MATERIAL FOR THIS EXERCISE:
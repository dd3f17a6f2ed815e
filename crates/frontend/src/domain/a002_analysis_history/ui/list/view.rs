use contracts::domain::a001_document_analysis::aggregate::ScoreBand;
use contracts::domain::a002_analysis_history::aggregate::AnalysisHistoryItem;
use leptos::prelude::*;

use crate::shared::date_utils::format_timestamp;
use crate::shared::icons::icon;

#[component]
fn HistoryEntry(item: AnalysisHistoryItem, on_open: Callback<AnalysisHistoryItem>) -> impl IntoView {
    let analysis = &item.analysis_data;
    let score = analysis.wellness_score();
    let critical = analysis.critical_count();
    let attention = analysis.attention_count();
    let band = ScoreBand::from_score(score);
    let file_name = item.file_name.clone();
    let when = format_timestamp(&item.timestamp);

    view! {
        <button type="button" class="history-entry" on:click=move |_| on_open.run(item.clone())>
            <div class="history-entry__top">
                <span class="history-entry__name" title=file_name.clone()>{file_name.clone()}</span>
                <span class=format!("history-entry__score {}", band.css_modifier())>{score}</span>
            </div>
            <div class="history-entry__bottom">
                <div class="history-entry__counts">
                    {(critical > 0)
                        .then(|| {
                            view! {
                                <span
                                    class="history-entry__count history-entry__count--critical"
                                    title=format!("{} Critical Clauses", critical)
                                >
                                    {icon("shield-alert")}
                                    {critical}
                                </span>
                            }
                        })}
                    {(attention > 0)
                        .then(|| {
                            view! {
                                <span
                                    class="history-entry__count history-entry__count--attention"
                                    title=format!("{} Clauses Need Attention", attention)
                                >
                                    {icon("alert-triangle")}
                                    {attention}
                                </span>
                            }
                        })}
                </div>
                <span class="history-entry__date">{when}</span>
            </div>
        </button>
    }
}

/// Sidebar listing the user's saved analyses
#[component]
pub fn HistoryPanel(
    #[prop(into)] items: Signal<Vec<AnalysisHistoryItem>>,
    #[prop(into)] loading: Signal<bool>,
    #[prop(into)] error: Signal<Option<String>>,
    on_open: Callback<AnalysisHistoryItem>,
) -> impl IntoView {
    view! {
        <aside class="history-panel">
            <h3 class="history-panel__title">"My Analyses"</h3>
            {move || {
                if loading.get() {
                    return view! { <p class="history-panel__loading">"Loading..."</p> }.into_any();
                }
                if let Some(e) = error.get() {
                    return view! { <p class="history-panel__error">{e}</p> }.into_any();
                }

                let items = items.get();
                if items.is_empty() {
                    view! {
                        <div class="history-panel__empty">
                            {icon("document")}
                            <p class="history-panel__empty-title">"No saved analyses."</p>
                            <p class="history-panel__empty-hint">
                                "Your analyzed documents will appear here for future reference."
                            </p>
                        </div>
                    }
                    .into_any()
                } else {
                    view! {
                        <div class="history-panel__list">
                            {items
                                .into_iter()
                                .map(|item| view! { <HistoryEntry item=item on_open=on_open /> })
                                .collect_view()}
                        </div>
                    }
                    .into_any()
                }
            }}
        </aside>
    }
}
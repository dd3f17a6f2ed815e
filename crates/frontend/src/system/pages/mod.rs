pub mod auth_page;
pub mod dashboard;
pub mod landing;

TASK DESCRIPTION:
Could you please retype the lines from the start of the data through the line with "use crate::shared::date_utils::format_timestamp;", both included, and nothing else?

SOLUTION:
repository dd3f17a6f2ed815e
filename crates/frontend/src/domain/a002_analysis_history/ui/list/view.rs
use contracts::domain::a001_document_analysis::aggregate::ScoreBand;
use contracts::domain::a002_analysis_history::aggregate::AnalysisHistoryItem;
use leptos::prelude::*;

use crate::shared::date_utils::format_timestamp;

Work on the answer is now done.